Wipf is manager of the swine team at the Shannon Colony. He oversees the crew that works in the colony’s 1,350-sow complex, two 2,500-head nurseries and two 5,600-head finishing barns. The team has achieved a high level of production using a combination of 50-year-old sow barns and a new farrowing barn, along with older nursery barns and two new 2,800-head finishing barns. They are averaging approximately 28.5 pigs per sow per year.
Schoenfelder, 23, is a beginning farmer who is a contract finisher for Brentwood Colony. In the summer of 2009 while in high school, he finished a group of pigs in some barns that were sitting empty, and that sparked a passion in him for raising pigs. In 2013, on the day he graduated from Mitchell Technical Institute, he broke ground on a 2,400-head wean-finish barn. His pigs are gaining 1.65 to 1.82 pounds per day while consuming just 2.72 to 2.91 pounds of feed per pound of gain. The mortality rate ranges from 2.81% to 3.7%.
Schoenfelder, who farms a quarter of land and also works in his family’s crop and cattle enterprises, is on track to pay off the barn within seven years of building it. The barn is expected to last at least 30 years. He says he hopes to put up a second barn in the future.
“There’s no better way than pigs to build equity in agriculture,” he says. “If you’re willing to put in the hours, it’s a great way to build yourself into the ag industry.”
Hadley is manager of Mustang Pass, a 5,400-sow Pipestone System barn. He oversees 17 full-time and five part-time employees. Mustang Pass has achieved a 96% average conception rate. The sows produce an average of 30.4 pigs per year. Hadley had great success training employees to care for pigs. His training rules of thumb are:
• Show them how to do it.
• Have them do it.
• Do it again together.
Hadley trains international workers in his barn through several government programs where they learn about the swine business.
"There is tremendous opportunity in the swine industry for people who aren’t afraid of work," says Hadley, who started in the swine business in 1991 without any experience.
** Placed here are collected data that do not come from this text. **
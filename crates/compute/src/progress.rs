use std::sync::atomic::{AtomicU64, Ordering};

use log::info;
use num_format::{Locale, ToFormattedString};

const PERCENT_STEP: u64 = 10;

/// Logs the progress of a task that is shared by many threads.
///
/// Progress is logged whenever another [`PERCENT_STEP`] percent of the total
/// volume are done. Each milestone is logged exactly once.
pub(crate) struct ProgressLogger {
    task: &'static str,
    total: u64,
    processed: AtomicU64,
    logged_percent: AtomicU64,
}

impl ProgressLogger {
    pub(crate) fn new(task: &'static str, total: u64) -> Self {
        Self {
            task,
            total,
            processed: AtomicU64::new(0),
            logged_percent: AtomicU64::new(0),
        }
    }

    pub(crate) fn log_progress(&self, delta: u64) {
        if self.total == 0 {
            return;
        }

        let processed = self.processed.fetch_add(delta, Ordering::Relaxed) + delta;
        let percent = u64::min(processed * 100 / self.total, 100);
        let milestone = percent - percent % PERCENT_STEP;

        let previous = self.logged_percent.fetch_max(milestone, Ordering::Relaxed);
        if milestone > previous {
            info!(
                "{} {}% ({} of {})",
                self.task,
                milestone,
                u64::min(processed, self.total).to_formatted_string(&Locale::en),
                self.total.to_formatted_string(&Locale::en)
            );
        }
    }

    /// Resets the progress to start another pass over the same volume.
    pub(crate) fn reset(&self) {
        self.processed.store(0, Ordering::Relaxed);
        self.logged_percent.store(0, Ordering::Relaxed);
    }

    #[cfg(test)]
    fn logged_percent(&self) -> u64 {
        self.logged_percent.load(Ordering::Relaxed)
    }
}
He worked on hog farms and joined Pipestone System in 1998 and eventually became a manager.
All of the Master Pork Producers have a passion for pork production and are very successful at it regardless of facility type and age and their previous experience in pork production, says Robert Thaler, South Dakota State University Extension swine specialist.
They are proof, he says, that “the swine industry provides tremendous opportunities for young people to return to the family farm and to continue that legacy. It can be a great career path, regardless if you grew up on a swine farm or not.”